> **Stored data entries**:
"""

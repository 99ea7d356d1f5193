//! cel: batch anime-stylization driver.
//!
//! Applies one or more named parameter presets to every image in a
//! directory, writing each preset's results to its own subdirectory:
//!
//! ```text
//! cel photos/ -o stylized/ --preset anime_style --preset monochrome
//! ```
//!
//! produces `stylized/anime_style/<file>` and
//! `stylized/monochrome/<file>` for every jpg/jpeg/png/bmp file in
//! `photos/`. With no `--preset` flags, all presets are applied.
//!
//! Per-file problems (corrupt images, unwritable outputs) are logged
//! via `env_logger` (`RUST_LOG=warn` and up) and skipped; the batch
//! keeps going.

#![allow(clippy::print_stdout, clippy::print_stderr)]

mod batch;

use std::path::PathBuf;

use cel_pipeline::Preset;
use clap::Parser;

/// Batch anime-stylization: posterized colors with black line art.
#[derive(Parser)]
#[command(name = "cel", version)]
struct Cli {
    /// Directory of input images (jpg, jpeg, png, bmp).
    input_dir: PathBuf,

    /// Output directory; one subdirectory per preset is created inside.
    #[arg(short, long, default_value = "output")]
    output_dir: PathBuf,

    /// Preset to apply; may be repeated or comma-separated.
    /// Defaults to every preset.
    #[arg(long = "preset", value_delimiter = ',')]
    presets: Vec<Preset>,

    /// Print the preset table and exit.
    #[arg(long)]
    list_presets: bool,
}

fn main() -> Result<(), Box<dyn std::error::Error>> {
    env_logger::init();
    let cli = Cli::parse();

    if cli.list_presets {
        for preset in Preset::ALL {
            let p = preset.params();
            println!(
                "{:<12} saturation={:<4} levels={:<3} smoothing={:<5} edge_sensitivity={}",
                preset.name(),
                p.saturation,
                p.levels,
                p.smoothing,
                p.edge_sensitivity,
            );
        }
        return Ok(());
    }

    let presets = if cli.presets.is_empty() {
        Preset::ALL.to_vec()
    } else {
        cli.presets
    };

    let report = batch::run_batch(&cli.input_dir, &cli.output_dir, &presets)?;

    println!(
        "Stylized {} image(s) into {} output(s) under {}",
        report.images,
        report.outputs,
        cli.output_dir.display(),
    );
    if report.failures > 0 {
        println!("{} file(s) skipped due to errors (see log)", report.failures);
    }
    Ok(())
}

"""

> **Problem requirements**: Reproduce each line above that contains "stylization".

> **Solution**:
//! cel: batch anime-stylization driver.
/// Batch anime-stylization: posterized colors with black line art.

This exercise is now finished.